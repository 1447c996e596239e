//! UI layout and rendering logic for the editor page.

use std::rc::Rc;

use ratatui::{
    layout::{Constraint, Direction, Layout, Rect},
    style::{Modifier, Style},
    text::{Line, Span, Text},
    widgets::{Block, Borders, Clear, List, ListItem, ListState, Paragraph, Wrap},
    Frame,
};
use unicode_width::UnicodeWidthStr;

use super::app::{App, Focus};
use super::theme::Palette;
use crate::languages::LANGUAGE_OPTIONS;

/// Header, editor + output, status bar.
fn main_layout(area: Rect) -> Rc<[Rect]> {
    Layout::default()
        .direction(Direction::Vertical)
        .constraints([
            Constraint::Length(3), // Header
            Constraint::Min(3),    // Editor + output
            Constraint::Length(1), // Status bar
        ])
        .split(area)
}

fn pane_layout(area: Rect, split_percent: u16) -> Rc<[Rect]> {
    Layout::default()
        .direction(Direction::Horizontal)
        .constraints([
            Constraint::Percentage(split_percent),
            Constraint::Percentage(100 - split_percent),
        ])
        .split(area)
}

/// Columns left for output text in a terminal of size `area`.
pub fn output_text_width(area: Rect, split_percent: u16) -> u16 {
    let panes = pane_layout(main_layout(area)[1], split_percent);
    // Left and right borders
    panes[1].width.saturating_sub(2)
}

/// Render the main UI
pub fn render_ui(frame: &mut Frame, app: &App) {
    let palette = app.theme.palette();

    let main_layout = main_layout(frame.area());

    render_header(frame, app, &palette, main_layout[0]);

    let panes = pane_layout(main_layout[1], app.split_percent);

    frame.render_widget(&app.editor, panes[0]);
    render_output(frame, app, &palette, panes[1]);
    render_status_bar(frame, app, &palette, main_layout[2]);

    if app.focus == Focus::LanguagePicker {
        render_language_picker(frame, app, &palette);
    }

    if app.show_help {
        render_help_overlay(frame, &palette);
    }
}

fn render_header(frame: &mut Frame, app: &App, palette: &Palette, area: Rect) {
    let right = format!(
        "{} {} | {} ",
        app.language.language,
        app.language.version,
        app.theme.name()
    );
    let title = " Syntax Hub";
    let line = padded_line(
        Span::styled(
            title,
            Style::default().fg(palette.title).add_modifier(Modifier::BOLD),
        ),
        Span::styled(right, Style::default().fg(palette.muted)),
        area.width.saturating_sub(2),
    );

    let header = Paragraph::new(line).block(
        Block::default()
            .borders(Borders::BOTTOM)
            .border_style(Style::default().fg(palette.border))
            .style(Style::default().bg(palette.header_bg)),
    );
    frame.render_widget(header, area);
}

/// Output panel: header row with the Run control, then one row per output line.
fn render_output(frame: &mut Frame, app: &App, palette: &Palette, area: Rect) {
    let layout = Layout::default()
        .direction(Direction::Vertical)
        .constraints([Constraint::Length(3), Constraint::Min(1)])
        .split(area);

    let button = if !app.can_run() {
        Span::styled(
            format!(" {} Loading ", app.spinner_frame()),
            Style::default()
                .fg(palette.muted)
                .bg(palette.accent)
                .add_modifier(Modifier::DIM),
        )
    } else {
        Span::styled(
            " ▶ Run ",
            Style::default()
                .fg(palette.accent_text)
                .bg(palette.accent)
                .add_modifier(Modifier::BOLD),
        )
    };
    let header_line = padded_line(
        Span::styled(" Output", Style::default().fg(palette.title)),
        button,
        layout[0].width.saturating_sub(2),
    );
    let header = Paragraph::new(header_line).block(
        Block::default()
            .borders(Borders::ALL)
            .border_style(Style::default().fg(palette.border))
            .style(Style::default().bg(palette.header_bg)),
    );
    frame.render_widget(header, layout[0]);

    let lines: Vec<Line> = app
        .output
        .iter()
        .map(|l| Line::from(Span::styled(l.clone(), Style::default().fg(palette.text))))
        .collect();

    let body = Paragraph::new(Text::from(lines))
        .block(
            Block::default()
                .borders(Borders::LEFT | Borders::RIGHT | Borders::BOTTOM)
                .border_style(Style::default().fg(palette.border)),
        )
        .style(Style::default().bg(palette.background))
        .scroll((app.output_scroll, 0))
        .wrap(Wrap { trim: false });
    frame.render_widget(body, layout[1]);
}

/// Render the status bar
fn render_status_bar(frame: &mut Frame, app: &App, palette: &Palette, area: Rect) {
    let (row, col) = app.editor.cursor();
    let status_text = format!("{} | Ln {}, Col {}", app.status_message, row + 1, col + 1);

    let status_paragraph =
        Paragraph::new(status_text).style(Style::default().bg(palette.status_bg).fg(palette.status_fg));

    frame.render_widget(status_paragraph, area);
}

fn render_language_picker(frame: &mut Frame, app: &App, palette: &Palette) {
    let popup_area = centered_rect(40, 50, frame.area());
    frame.render_widget(Clear, popup_area);

    let items: Vec<ListItem> = LANGUAGE_OPTIONS
        .iter()
        .map(|o| {
            let marker = if *o == app.language { "●" } else { " " };
            ListItem::new(format!("{} {} ({})", marker, o.language, o.version))
        })
        .collect();

    let list = List::new(items)
        .block(
            Block::default()
                .borders(Borders::ALL)
                .title("Select language")
                .title_style(Style::default().fg(palette.title).add_modifier(Modifier::BOLD))
                .border_style(Style::default().fg(palette.accent)),
        )
        .style(Style::default().fg(palette.text).bg(palette.background))
        .highlight_style(
            Style::default()
                .fg(palette.accent_text)
                .bg(palette.accent)
                .add_modifier(Modifier::BOLD),
        )
        .highlight_symbol("> ");

    let mut state = ListState::default().with_selected(Some(app.picker_index));
    frame.render_stateful_widget(list, popup_area, &mut state);
}

/// Render help overlay
fn render_help_overlay(frame: &mut Frame, palette: &Palette) {
    let popup_area = centered_rect(60, 60, frame.area());
    frame.render_widget(Clear, popup_area);

    let help_lines = vec![
        Line::from("Syntax Hub Help"),
        Line::from(""),
        Line::from("Editor:"),
        Line::from("  Ctrl+R / F5   - Run the current source"),
        Line::from("  Ctrl+L        - Choose language (resets source)"),
        Line::from("  Ctrl+T        - Toggle light/dark theme"),
        Line::from("  Ctrl+←/→      - Resize editor and output panes"),
        Line::from(""),
        Line::from("Output:"),
        Line::from("  PgUp/PgDn     - Scroll output"),
        Line::from(""),
        Line::from("  F1            - Toggle this help"),
        Line::from("  Ctrl+C twice  - Quit"),
    ];

    let help_paragraph = Paragraph::new(Text::from(help_lines))
        .block(
            Block::default()
                .borders(Borders::ALL)
                .title("Help (any key to close)")
                .title_style(Style::default().fg(palette.title).add_modifier(Modifier::BOLD)),
        )
        .style(Style::default().fg(palette.text).bg(palette.background))
        .wrap(Wrap { trim: true });

    frame.render_widget(help_paragraph, popup_area);
}

/// Place `left` and `right` on one line, padding between them to fill `width` columns.
fn padded_line<'a>(left: Span<'a>, right: Span<'a>, width: u16) -> Line<'a> {
    let used = left.content.width() + right.content.width();
    let gap = (width as usize).saturating_sub(used).max(1);
    Line::from(vec![left, Span::raw(" ".repeat(gap)), right])
}

/// Helper function to create a centered rectangle
fn centered_rect(percent_x: u16, percent_y: u16, r: Rect) -> Rect {
    let popup_layout = Layout::default()
        .direction(Direction::Vertical)
        .constraints([
            Constraint::Percentage((100 - percent_y) / 2),
            Constraint::Percentage(percent_y),
            Constraint::Percentage((100 - percent_y) / 2),
        ])
        .split(r);

    Layout::default()
        .direction(Direction::Horizontal)
        .constraints([
            Constraint::Percentage((100 - percent_x) / 2),
            Constraint::Percentage(percent_x),
            Constraint::Percentage((100 - percent_x) / 2),
        ])
        .split(popup_layout[1])[1]
}

#[cfg(test)]
mod tests {
    use super::*;
    use crate::languages;
    use crate::tui::theme::Theme;
    use ratatui::{backend::TestBackend, Terminal};

    fn screen(app: &App) -> String {
        let mut terminal = Terminal::new(TestBackend::new(100, 24)).unwrap();
        terminal.draw(|frame| render_ui(frame, app)).unwrap();
        let buffer = terminal.backend().buffer().clone();
        buffer
            .content()
            .chunks(buffer.area.width as usize)
            .map(|row| row.iter().map(|c| c.symbol()).collect::<String>())
            .collect::<Vec<_>>()
            .join("\n")
    }

    #[test]
    fn shows_run_control_when_idle() {
        let app = App::new(languages::default_option(), Theme::Dark);
        let text = screen(&app);
        assert!(text.contains("Syntax Hub"));
        assert!(text.contains("▶ Run"));
        assert!(!text.contains("Loading"));
    }

    #[test]
    fn shows_loading_while_run_pending() {
        let mut app = App::new(languages::default_option(), Theme::Light);
        app.begin_run();
        let text = screen(&app);
        assert!(text.contains("Loading"));
        assert!(!text.contains("▶ Run"));
    }

    #[test]
    fn renders_output_lines() {
        let mut app = App::new(languages::default_option(), Theme::Dark);
        app.begin_run();
        let response = serde_json::from_str(r#"{"run":{"output":"first line\nsecond line"}}"#).unwrap();
        app.finish_run(Ok(response));
        let text = screen(&app);
        assert!(text.contains("first line"));
        assert!(text.contains("second line"));
    }

    #[test]
    fn picker_lists_every_language() {
        let mut app = App::new(languages::default_option(), Theme::Dark);
        app.open_picker();
        let text = screen(&app);
        for option in LANGUAGE_OPTIONS {
            assert!(text.contains(option.language), "missing {}", option.language);
        }
    }

    #[test]
    fn output_text_width_follows_split() {
        let area = Rect::new(0, 0, 100, 24);
        assert_eq!(output_text_width(area, 50), 48);
        assert_eq!(output_text_width(area, 75), 23);
    }

    #[test]
    fn scrolled_output_shows_wrapped_tail() {
        let mut app = App::new(languages::default_option(), Theme::Dark);
        app.begin_run();
        let long = format!("{}tail", "x".repeat(60));
        let response = serde_json::from_value(serde_json::json!({ "run": { "output": long } })).unwrap();
        app.finish_run(Ok(response));
        app.set_output_width(output_text_width(Rect::new(0, 0, 100, 24), app.split_percent));
        for _ in 0..5 {
            app.scroll_output_down();
        }
        assert_eq!(app.output_scroll, 1);
        assert!(screen(&app).contains("tail"));
    }

    #[test]
    fn padded_line_fills_width() {
        let line = padded_line(Span::raw("ab"), Span::raw("cd"), 10);
        assert_eq!(line.width(), 10);
        let cramped = padded_line(Span::raw("abcdef"), Span::raw("ghij"), 5);
        assert_eq!(cramped.width(), 11);
    }
}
━━━━━━━━
Set every line down again exactly. Begin with the first line of the entries and finish with the line containing "use crate::languages::LANGUAGE_OPTIONS;".

▸ **EXERCISE SOLUTION**:
repository 1447c996e596239e
//! UI layout and rendering logic for the editor page.

use std::rc::Rc;

use ratatui::{
    layout::{Constraint, Direction, Layout, Rect},
    style::{Modifier, Style},
    text::{Line, Span, Text},
    widgets::{Block, Borders, Clear, List, ListItem, ListState, Paragraph, Wrap},
    Frame,
};
use unicode_width::UnicodeWidthStr;

use super::app::{App, Focus};
use super::theme::Palette;
use crate::languages::LANGUAGE_OPTIONS;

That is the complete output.